When Jews started coming to America in large numbers, in the 1880s, they discovered that the American workplace, not surprisingly, did not accommodate Jewish customs – specifically, keeping the Sabbath and not working on the Jewish holidays. It was another form of anti-Semitism. However, as the Jews often did, they found a way around it. If they wanted to set their own work schedules, they would need to be self-employed.
Many of them, thus, discovered the life of a peddler. They needed little money to acquire a horse, a wagon, and a few household items for merchandise. They traveled widely and made a living. But it was hard work, and often kept them away from home.
Louis Krasne, a Jew from Poland who settled in Fremont, Nebraska, in 1888, started this way. Louis (a first cousin of my great-grandfather, Wolfe Krasne*) was peddling his wares with two of his sons, Ike and Herman, in Fullerton, Nebraska one day in 1897 when his horse died. Caught in a jam 85 miles from home, Louis rented a storefront in Fullerton, moved his merchandise inside, and began advertising in the local newspaper. Krasne’s Store was born; a huge success from the beginning. He soon moved his family to Fullerton, a town of about 1,400.
A decade later, two of his sons got a bigger idea. They joined with some other family members to purchase a retail store in downtown Council Bluffs: The Peoples’ Store, which soon became the city’s anchor department store. The family eventually closed the store in Fullerton (after an anti-Semitic incident in which the storefront was emblazoned with hate messages) and consolidated in Council Bluffs, where they and their descendants operated The Peoples’ Store for 65 years.
* Wolfe Krasne, also from Poland, was responsible for keeping order at the inn his father operated in Bielsk, Poland. The inn was frequented by Russian soldiers, who often drank too much and became rowdy. There was a confrontation one evening. Wolfe, a large, strong man, survived. The drunk Russian did not. That night, at the urging of his family, Wolfe left Poland for America. Leaving his wife and children behind, he sneaked away in hay wagons to the border and arranged passage to the U.S., probably from Hamburg, Germany. His wife and children, including my grandmother, would follow eight years later.
Across the river from Council Bluffs, in Omaha, Jonas L. Brandeis, an Austrian Jew, arrived with his family in 1881, after a few years in Wisconsin. Within a few months, he had opened his first retail store in Omaha – destined to become the behemoth J. L. Brandeis & Sons’ department store and ultimately, an 11-store chain.
In Iowa, the Younker brothers, Jews from Poland, had opened the first Younkers store in Keokuk in 1856. In 1874, the youngest of the brothers, Herman, was sent to Des Moines to open a branch there. Five years later, the three older brothers closed their store in Keokuk and joined Herman in Des Moines. This, too, would become a downtown behemoth and the anchor store of a chain that eventually would acquire Brandeis.
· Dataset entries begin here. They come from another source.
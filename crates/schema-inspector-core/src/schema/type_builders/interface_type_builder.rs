use crate::ast;
use crate::loc;
use crate::schema::FieldsContainer;
use crate::schema::InterfaceType;
use crate::schema::SchemaBuildError;
use crate::schema::SchemaType;
use crate::schema::SchemaTypeKind;
use crate::schema::TypesMapBuilder;
use crate::schema::type_builders::TypeBuilder;
use crate::schema::type_builders::TypeBuilderHelpers;
use indexmap::IndexMap;
use inherent::inherent;
use std::path::Path;
use std::path::PathBuf;

type Result<T> = std::result::Result<T, SchemaBuildError>;

#[derive(Debug)]
pub(crate) struct InterfaceTypeBuilder {
    extensions: Vec<(Option<PathBuf>, ast::schema::InterfaceTypeExtension)>,
}
impl InterfaceTypeBuilder {
    pub fn new() -> Self {
        Self {
            extensions: vec![],
        }
    }

    fn merge_type_extension(
        iface_type: &mut InterfaceType,
        ext_file_path: Option<&Path>,
        ext: ast::schema::InterfaceTypeExtension,
    ) -> Result<()> {
        TypeBuilderHelpers::append_fields(
            ext.name.as_str(),
            &mut iface_type.0.fields,
            ext_file_path,
            &ext.fields,
        )
    }
}

#[inherent]
impl TypeBuilder for InterfaceTypeBuilder {
    type AstTypeDef = ast::schema::InterfaceType;
    type AstTypeExtension = ast::schema::InterfaceTypeExtension;

    pub(crate) fn finalize(mut self, types_builder: &mut TypesMapBuilder) -> Result<()> {
        for (ext_path, ext) in self.extensions.drain(..) {
            let ext_path = ext_path.as_deref();
            match types_builder.get_type_mut(ext.name.as_str()) {
                Some(SchemaType::Interface(iface_type)) =>
                    Self::merge_type_extension(iface_type, ext_path, ext)?,

                Some(non_iface_type) =>
                    return Err(TypeBuilderHelpers::invalid_extension(
                        ext.name.as_str(),
                        non_iface_type,
                        SchemaTypeKind::Interface,
                        ext_path,
                        ext.position,
                    )),

                None =>
                    return Err(TypeBuilderHelpers::undefined_extension(
                        ext.name.as_str(),
                        ext_path,
                        ext.position,
                    )),
            }
        }
        Ok(())
    }

    pub(crate) fn visit_type_def(
        &mut self,
        types_builder: &mut TypesMapBuilder,
        file_path: Option<&Path>,
        def: <Self as TypeBuilder>::AstTypeDef,
    ) -> Result<()> {
        let def_location: loc::SourceLocation =
            loc::FilePosition::from_pos(file_path, def.position).into();

        let mut fields = IndexMap::new();
        TypeBuilderHelpers::append_fields(
            def.name.as_str(),
            &mut fields,
            file_path,
            &def.fields,
        )?;

        let mut interfaces = vec![];
        TypeBuilderHelpers::append_interface_refs(
            &mut interfaces,
            &def_location,
            &def.implements_interfaces,
        );

        types_builder.add_new_type(
            def.name.as_str(),
            &def_location,
            SchemaType::Interface(InterfaceType(FieldsContainer {
                def_location: def_location.to_owned(),
                fields,
                interfaces,
                name: def.name.to_string(),
            })),
        )
    }

    pub(crate) fn visit_type_extension(
        &mut self,
        types_builder: &mut TypesMapBuilder,
        file_path: Option<&Path>,
        ext: <Self as TypeBuilder>::AstTypeExtension,
    ) -> Result<()> {
        match types_builder.get_type_mut(ext.name.as_str()) {
            Some(SchemaType::Interface(iface_type)) =>
                Self::merge_type_extension(iface_type, file_path, ext),

            Some(non_iface_type) =>
                Err(TypeBuilderHelpers::invalid_extension(
                    ext.name.as_str(),
                    non_iface_type,
                    SchemaTypeKind::Interface,
                    file_path,
                    ext.position,
                )),

            None => {
                self.extensions.push((file_path.map(Path::to_path_buf), ext));
                Ok(())
            },
        }
    }
}
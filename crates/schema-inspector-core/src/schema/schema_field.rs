use crate::loc;
use crate::schema::FieldCoordinate;
use crate::schema::TypeAnnotation;
use indexmap::IndexMap;

/// A field declared on an object, interface, or input object type.
#[derive(Clone, Debug, PartialEq)]
pub struct SchemaField {
    pub(crate) arguments: IndexMap<String, TypeAnnotation>,
    pub(crate) def_location: loc::SourceLocation,
    pub(crate) name: String,
    pub(crate) parent_type_name: String,
    pub(crate) type_annotation: TypeAnnotation,
}
impl SchemaField {
    /// The names of the arguments declared on this field, in declaration
    /// order.
    pub fn argument_names(&self) -> Vec<&str> {
        self.arguments.keys().map(|name| name.as_str()).collect()
    }

    pub fn arguments(&self) -> &IndexMap<String, TypeAnnotation> {
        &self.arguments
    }

    pub fn coordinate(&self) -> FieldCoordinate {
        FieldCoordinate::new(&self.parent_type_name, &self.name)
    }

    pub fn def_location(&self) -> &loc::SourceLocation {
        &self.def_location
    }

    pub fn name(&self) -> &str {
        self.name.as_str()
    }

    /// The name of the type this field is declared on.
    pub fn parent_type_name(&self) -> &str {
        self.parent_type_name.as_str()
    }

    pub fn type_annotation(&self) -> &TypeAnnotation {
        &self.type_annotation
    }
}
pub use schema_inspector_core::*;

/// Derives `DescribeHostType` for a struct or enum so that it can be
/// registered with a [`HostTypeRegistry`](crate::host::HostTypeRegistry).
#[cfg(feature = "macros")]
pub use schema_inspector_macros::HostType;

/// Compile-time helpers for describing host types.
#[cfg(feature = "macros")]
pub mod macros {
    pub use schema_inspector_macros::*;
}
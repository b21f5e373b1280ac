pub(crate) mod inspect;

use crate::Cli;
use crate::CommandResult;
use inspect::InspectCmd;

#[derive(Debug, clap::Parser)]
#[command(name = "schema-inspector")]
pub(crate) enum CommandEnum {
    Inspect(Box<InspectCmd>),
}
impl CommandEnum {
    pub(crate) async fn run(self, cli: Cli) -> CommandResult {
        match self {
            Self::Inspect(cmd) => cmd.run(cli).await
        }
    }
}
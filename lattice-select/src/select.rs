//! Context Selection API
//!
//! The entry points readers use. All of them resolve the context first
//! (innermost provider on this thread, else the context's default source)
//! and fail with [`Error::MissingSource`](crate::Error::MissingSource) if
//! nothing resolves.
//!
//! - [`create_context`] creates a context and its default value.
//! - [`use_context_selector`] returns the selected value right now.
//! - [`use_context`] returns the whole value.
//! - [`select`] returns the subscription a mounted reader keeps, so it can
//!   watch for changes and re-read through the host's consistency checks.
//!
//! For good performance keep selectors stable across renders. Correctness
//! does not depend on it.

use std::sync::Arc;

use crate::config::NotifyConfig;
use crate::context::Context;
use crate::error::Result;
use crate::identity::Identical;
use crate::selector::SelectorSubscription;
use crate::source::SourceHandle;

/// Create a context whose default source holds `default`.
///
/// # Example
///
/// ```rust
/// use lattice_select::{create_context, use_context_selector};
///
/// struct Person {
///     first_name: String,
///     family_name: String,
/// }
///
/// let person = create_context(Person {
///     first_name: "Ada".into(),
///     family_name: "Lovelace".into(),
/// });
///
/// let first = use_context_selector(&person, |p| p.first_name.clone())?;
/// assert_eq!(first, "Ada");
/// # Ok::<(), lattice_select::Error>(())
/// ```
pub fn create_context<V>(default: V) -> Context<V>
where
    V: Send + Sync + 'static,
{
    create_context_with(default, NotifyConfig::default())
}

/// Create a context with an explicit notification config.
///
/// Providers mounted with [`Provider::mount`](crate::Provider::mount)
/// inherit `config`.
pub fn create_context_with<V>(default: V, config: NotifyConfig) -> Context<V>
where
    V: Send + Sync + 'static,
{
    Context::new(default, config)
}

/// Resolve the source a read of `context` would use at this point.
pub fn resolve<V>(context: &Context<V>) -> Result<SourceHandle<V>>
where
    V: Send + Sync + 'static,
{
    context.resolve()
}

/// Bind `selector` to the resolved source of `context`.
pub fn select<V, S, F>(context: &Context<V>, selector: F) -> Result<SelectorSubscription<V, S>>
where
    V: Send + Sync + 'static,
    S: Identical + Send + 'static,
    F: Fn(&Arc<V>) -> S + Send + Sync + 'static,
{
    let source = context.resolve()?;
    Ok(SelectorSubscription::new(source, selector))
}

/// Read the value `selector` picks out of `context`.
pub fn use_context_selector<V, S, F>(context: &Context<V>, selector: F) -> Result<S>
where
    V: Send + Sync + 'static,
    S: Identical + Send + 'static,
    F: Fn(&Arc<V>) -> S + Send + Sync + 'static,
{
    Ok(select(context, selector)?.get_snapshot())
}

/// Read the whole value of `context`.
///
/// The result is the shared value itself; it compares by pointer identity.
pub fn use_context<V>(context: &Context<V>) -> Result<Arc<V>>
where
    V: Send + Sync + 'static,
{
    use_context_selector(context, Arc::clone)
}
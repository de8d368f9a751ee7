//! Lattice Select
//!
//! This crate provides selector-scoped subscriptions over a versioned shared
//! value, the context layer of the Lattice reactive UI framework.
//! It implements:
//!
//! - Versioned cells with synchronous, ordered change notification
//! - Selector subscriptions that only wake a reader when its selection changes
//! - Contexts with default values and nested providers
//! - Version tokens for tear-free reads across interrupted traversals
//!
//! # Architecture
//!
//! The crate is organized into several modules:
//!
//! - `source`: Versioned cells, listener registries and source handles
//! - `selector`: Selector subscriptions and snapshots
//! - `context`: Contexts, provider scopes and providers
//! - `select`: The public entry points (`create_context`, `use_context_selector`, ...)
//! - `identity`: The identity equality used for change detection
//!
//! # Example
//!
//! ```rust
//! use std::sync::atomic::{AtomicUsize, Ordering};
//! use std::sync::Arc;
//!
//! use lattice_select::{create_context, Provider};
//!
//! struct State {
//!     a: i32,
//!     b: i32,
//! }
//!
//! let ctx = create_context(State { a: 1, b: 2 });
//! let provider = Provider::mount(&ctx, State { a: 1, b: 2 });
//!
//! // A reader interested only in `a`.
//! let reader = provider.provide(|| lattice_select::select(&ctx, |s| s.a))?;
//! let renders = Arc::new(AtomicUsize::new(0));
//! let renders_clone = renders.clone();
//! let _guard = reader.subscribe(move || {
//!     renders_clone.fetch_add(1, Ordering::SeqCst);
//! });
//!
//! // Changing `b` leaves the reader alone.
//! provider.commit(State { a: 1, b: 3 });
//! assert_eq!(renders.load(Ordering::SeqCst), 0);
//!
//! // Changing `a` wakes it exactly once.
//! provider.commit(State { a: 2, b: 3 });
//! assert_eq!(renders.load(Ordering::SeqCst), 1);
//! assert_eq!(reader.get_snapshot(), 2);
//! # Ok::<(), lattice_select::Error>(())
//! ```

pub mod config;
pub mod context;
pub mod error;
pub mod identity;
pub mod select;
pub mod selector;
pub mod source;

pub use config::{ListenerPanicPolicy, NotifyConfig};
pub use context::{Context, ContextId, Provider, ProviderScope};
pub use error::{Error, Result};
pub use identity::Identical;
pub use select::{
    create_context, create_context_with, resolve, select, use_context, use_context_selector,
};
pub use selector::{SelectorSubscription, Snapshot, Unsubscribe};
pub use source::{ListenerId, ListenerRegistry, SourceHandle, SourceId, Version, VersionedCell};
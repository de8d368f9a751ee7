//! Notification configuration.
//!
//! There is no configuration file: these are plain values handed to the
//! constructors that create listener registries (`VersionedCell::with_config`,
//! `create_context_with`, `Provider::mount_with`).

/// What a registry does after a listener panics during `notify_all`.
///
/// Every remaining listener still runs in both modes.
#[derive(Debug, Clone, Copy, PartialEq, Eq, Default)]
pub enum ListenerPanicPolicy {
    /// Resume the first panic once every listener has run.
    #[default]
    Propagate,

    /// Log the panic with `tracing::error!` and return normally.
    Log,
}

/// Configuration for a listener registry and the cell that owns it.
#[derive(Debug, Clone, Copy, PartialEq, Eq, Default)]
pub struct NotifyConfig {
    /// Behavior after a listener panics.
    pub panic_policy: ListenerPanicPolicy,
}

impl NotifyConfig {
    /// Config that contains listener panics instead of resuming them.
    pub fn contain_panics() -> Self {
        Self {
            panic_policy: ListenerPanicPolicy::Log,
        }
    }
}
//! Context Handle
//!
//! The handle is the shared state behind every clone of a [`Context`]: the
//! context's identity, the config inherited by its providers, and the slot
//! holding its default source.
//!
//! The slot starts filled and can be emptied with [`Context::release`].
//! Reads that fall back to an empty slot fail with
//! [`Error::MissingSource`](crate::Error::MissingSource).
//!
//! [`Context`]: super::Context
//! [`Context::release`]: super::Context::release

use parking_lot::RwLock;

use super::ContextId;
use crate::config::NotifyConfig;
use crate::source::SourceHandle;

/// Shared state of one context.
pub(crate) struct ContextHandle<V> {
    pub(crate) id: ContextId,

    /// Config inherited by providers mounted without an explicit one.
    pub(crate) config: NotifyConfig,

    /// Source used when no provider is in scope. `None` once released.
    default: RwLock<Option<SourceHandle<V>>>,
}

impl<V> ContextHandle<V>
where
    V: Send + Sync + 'static,
{
    pub(crate) fn new(default: V, config: NotifyConfig) -> Self {
        let id = ContextId::new();
        let value_type = std::any::type_name::<V>();
        tracing::debug!(context = %id, value_type, "context created");

        Self {
            id,
            config,
            default: RwLock::new(Some(SourceHandle::new(default, config))),
        }
    }

    /// The default source, if the slot has not been emptied.
    pub(crate) fn default_source(&self) -> Option<SourceHandle<V>> {
        self.default.read().clone()
    }

    /// Empty the default slot. Returns `false` if it was already empty.
    pub(crate) fn release(&self) -> bool {
        let released = self.default.write().take().is_some();
        if released {
            tracing::debug!(context = %self.id, "context released");
        }
        released
    }
}

impl<V> Drop for ContextHandle<V> {
    fn drop(&mut self) {
        tracing::trace!(context = %self.id, "context dropped");
    }
}

#[cfg(test)]
mod tests {
    use super::*;

    #[test]
    fn handle_holds_default_until_released() {
        let handle = ContextHandle::new(5u32, NotifyConfig::default());
        let source = handle.default_source().expect("filled");
        assert_eq!(*source.value(), 5);

        assert!(handle.release());
        assert!(!handle.release());
        assert!(handle.default_source().is_none());
    }

    #[test]
    fn default_source_is_stable() {
        let handle = ContextHandle::new("x", NotifyConfig::default());
        let a = handle.default_source().expect("filled");
        let b = handle.default_source().expect("filled");
        assert!(a.same_source(&b));
    }

    #[test]
    fn config_is_kept_with_the_handle() {
        let handle = ContextHandle::new(0i32, NotifyConfig::contain_panics());
        assert_eq!(handle.config, NotifyConfig::contain_panics());
    }
}
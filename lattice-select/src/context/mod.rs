//! Contexts and Providers
//!
//! A context is a logical slot that readers select from. Each context owns
//! a default source, created together with the context, and may be
//! overridden for a region of the tree by mounting a [`Provider`].
//!
//! # Resolution
//!
//! Reading a context resolves its source in this order:
//!
//! 1. The innermost provider for this context on the current thread's scope
//!    stack (see [`ProviderScope`]).
//! 2. The context's default source.
//!
//! If neither exists the read fails with [`Error::MissingSource`]. That only
//! happens for a context whose default has been released.
//!
//! # No Direct Reads
//!
//! [`Context`] has no way to read the value on its own; every read goes
//! through a selector, so nothing can subscribe to the whole value by
//! accident.
//!
//! # Ownership
//!
//! Clones of a context share one handle. The default value is dropped when
//! the last clone (and the last provider or subscription using it) goes
//! away; there is no global table keeping it alive.

mod handle;
mod provider;
mod scope;

pub use provider::Provider;
pub use scope::ProviderScope;

use std::fmt;
use std::sync::Arc;

use self::handle::ContextHandle;
use crate::config::NotifyConfig;
use crate::error::{Error, Result};
use crate::source::SourceHandle;

/// Unique identifier for a context.
#[derive(Debug, Clone, Copy, PartialEq, Eq, Hash)]
pub struct ContextId(u64);

impl ContextId {
    /// Generate a new unique context ID.
    pub(crate) fn new() -> Self {
        use std::sync::atomic::{AtomicU64, Ordering};

        static COUNTER: AtomicU64 = AtomicU64::new(0);
        Self(COUNTER.fetch_add(1, Ordering::Relaxed))
    }

    /// Get the raw ID value.
    pub fn raw(&self) -> u64 {
        self.0
    }
}

impl From<u64> for ContextId {
    fn from(id: u64) -> Self {
        Self(id)
    }
}

impl fmt::Display for ContextId {
    fn fmt(&self, f: &mut fmt::Formatter<'_>) -> fmt::Result {
        write!(f, "#{}", self.0)
    }
}

/// A context created by `create_context`.
pub struct Context<V> {
    handle: Arc<ContextHandle<V>>,
}

impl<V> Context<V> {
    /// Get the context's unique ID.
    pub fn id(&self) -> ContextId {
        self.handle.id
    }

    /// The config providers of this context inherit.
    pub fn config(&self) -> NotifyConfig {
        self.handle.config
    }
}

impl<V> Context<V>
where
    V: Send + Sync + 'static,
{
    pub(crate) fn new(default: V, config: NotifyConfig) -> Self {
        Self {
            handle: Arc::new(ContextHandle::new(default, config)),
        }
    }

    /// Check whether the default source has been released.
    pub fn is_released(&self) -> bool {
        self.handle.default_source().is_none()
    }

    /// Drop the default source, for this context and all its clones.
    ///
    /// Mounted providers keep working; reads that fall back to the default
    /// fail with [`Error::MissingSource`] from now on. Returns `false` if
    /// the default was already released.
    pub fn release(&self) -> bool {
        self.handle.release()
    }

    /// Resolve the source a read at this point would use.
    pub(crate) fn resolve(&self) -> Result<SourceHandle<V>> {
        scope::nearest::<V>(self.id())
            .or_else(|| self.handle.default_source())
            .ok_or(Error::MissingSource { context: self.id() })
    }
}

impl<V> Clone for Context<V> {
    fn clone(&self) -> Self {
        Self {
            handle: Arc::clone(&self.handle),
        }
    }
}

impl<V> PartialEq for Context<V> {
    fn eq(&self, other: &Self) -> bool {
        self.handle.id == other.handle.id
    }
}

impl<V> Eq for Context<V> {}

impl<V> fmt::Debug for Context<V> {
    fn fmt(&self, f: &mut fmt::Formatter<'_>) -> fmt::Result {
        f.debug_struct("Context")
            .field("id", &self.handle.id)
            .field("value_type", &std::any::type_name::<V>())
            .finish()
    }
}
//! Listener Registry
//!
//! A registry holds the change listeners attached to one cell. Listeners are
//! plain callbacks with no arguments; they read whatever they need from the
//! cell themselves.
//!
//! # Re-entrancy
//!
//! `notify_all` copies the current listeners out of the lock before calling
//! any of them. A listener may therefore add or remove listeners (itself
//! included) while a notification is in flight. Such changes show up on the
//! next `notify_all`, never in the current one.
//!
//! # Panics
//!
//! Every listener runs under `catch_unwind`. One listener panicking never
//! stops the others and never touches the registry contents; what happens
//! after the round is decided by [`ListenerPanicPolicy`].

use std::any::Any;
use std::fmt;
use std::panic::{self, AssertUnwindSafe};
use std::sync::atomic::{AtomicU64, Ordering};
use std::sync::Arc;

use indexmap::IndexMap;
use parking_lot::RwLock;
use smallvec::SmallVec;

use crate::config::{ListenerPanicPolicy, NotifyConfig};

/// A change listener.
pub type Listener = Arc<dyn Fn() + Send + Sync>;

/// Unique identifier for a registered listener.
///
/// Ids are never reused, so removing a stale id is always a no-op.
#[derive(Debug, Clone, Copy, PartialEq, Eq, Hash)]
pub struct ListenerId(u64);

impl ListenerId {
    /// Generate a new unique listener ID.
    fn new() -> Self {
        static COUNTER: AtomicU64 = AtomicU64::new(0);
        Self(COUNTER.fetch_add(1, Ordering::Relaxed))
    }
}

impl fmt::Display for ListenerId {
    fn fmt(&self, f: &mut fmt::Formatter<'_>) -> fmt::Result {
        write!(f, "listener#{}", self.0)
    }
}

/// The set of listeners attached to one cell.
pub struct ListenerRegistry {
    /// Registered listeners in registration order.
    listeners: RwLock<IndexMap<ListenerId, Listener>>,

    config: NotifyConfig,
}

impl ListenerRegistry {
    /// Create an empty registry with the default config.
    pub fn new() -> Self {
        Self::with_config(NotifyConfig::default())
    }

    /// Create an empty registry.
    pub fn with_config(config: NotifyConfig) -> Self {
        Self {
            listeners: RwLock::new(IndexMap::new()),
            config,
        }
    }

    /// Register a listener.
    pub fn add<F>(&self, listener: F) -> ListenerId
    where
        F: Fn() + Send + Sync + 'static,
    {
        let id = ListenerId::new();
        self.listeners.write().insert(id, Arc::new(listener));
        id
    }

    /// Remove a listener.
    ///
    /// Returns `false` if the id was not registered (already removed, or
    /// from another registry).
    pub fn remove(&self, id: ListenerId) -> bool {
        // shift_remove keeps the remaining listeners in registration order
        self.listeners.write().shift_remove(&id).is_some()
    }

    /// Check whether a listener is registered.
    pub fn contains(&self, id: ListenerId) -> bool {
        self.listeners.read().contains_key(&id)
    }

    /// Get the number of listeners.
    pub fn len(&self) -> usize {
        self.listeners.read().len()
    }

    /// Check whether no listener is registered.
    pub fn is_empty(&self) -> bool {
        self.listeners.read().is_empty()
    }

    /// The config this registry was built with.
    pub fn config(&self) -> NotifyConfig {
        self.config
    }

    /// Invoke every currently registered listener once.
    ///
    /// Returns the number of listeners invoked. With
    /// [`ListenerPanicPolicy::Propagate`] the first panic is resumed after
    /// the whole round has run.
    pub fn notify_all(&self) -> usize {
        let snapshot: SmallVec<[(ListenerId, Listener); 8]> = self
            .listeners
            .read()
            .iter()
            .map(|(id, listener)| (*id, Arc::clone(listener)))
            .collect();

        let mut first_panic: Option<Box<dyn Any + Send>> = None;

        for (id, listener) in snapshot.iter() {
            if let Err(payload) = panic::catch_unwind(AssertUnwindSafe(|| listener())) {
                tracing::error!(
                    listener = %id,
                    panic = panic_message(payload.as_ref()),
                    "listener panicked during notification"
                );
                if first_panic.is_none() {
                    first_panic = Some(payload);
                }
            }
        }

        if let Some(payload) = first_panic {
            if self.config.panic_policy == ListenerPanicPolicy::Propagate {
                panic::resume_unwind(payload);
            }
        }

        snapshot.len()
    }
}

impl Default for ListenerRegistry {
    fn default() -> Self {
        Self::new()
    }
}

impl fmt::Debug for ListenerRegistry {
    fn fmt(&self, f: &mut fmt::Formatter<'_>) -> fmt::Result {
        f.debug_struct("ListenerRegistry")
            .field("len", &self.len())
            .field("config", &self.config)
            .finish()
    }
}

fn panic_message(payload: &(dyn Any + Send)) -> &str {
    if let Some(s) = payload.downcast_ref::<&'static str>() {
        s
    } else if let Some(s) = payload.downcast_ref::<String>() {
        s.as_str()
    } else {
        "<non-string panic payload>"
    }
}

// ----------------------------------------------------------------------------
// Tests
// ----------------------------------------------------------------------------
In Lincoln, my hometown, William Gold founded a small retail store with a partner in 1902. Gold was from Plattsburgh, New York, where his father, Levi Gold, a German Jew, had settled upon immigration from Germany. Levi’s work: He became a peddler. Young William, born in 1862, began moving westward in his early teens and working his way up in the world of retailing – Pittsburgh, Pennsylvania, then Sutton, Nebraska, Hampton, Iowa, and eventually Lincoln, where his retail store was destined for the big time. Within a year, his partner in Lincoln departed, leaving Gold the sole proprietor. By 1924, Gold relocated to a building at the corner of 11th and O Streets, where Gold’s would grow to consume three-quarters of the entire block. William’s son, Nathan Gold, took control of the retail empire after his father died in 1940. Ultimately Gold’s was sold to Brandeis in Omaha.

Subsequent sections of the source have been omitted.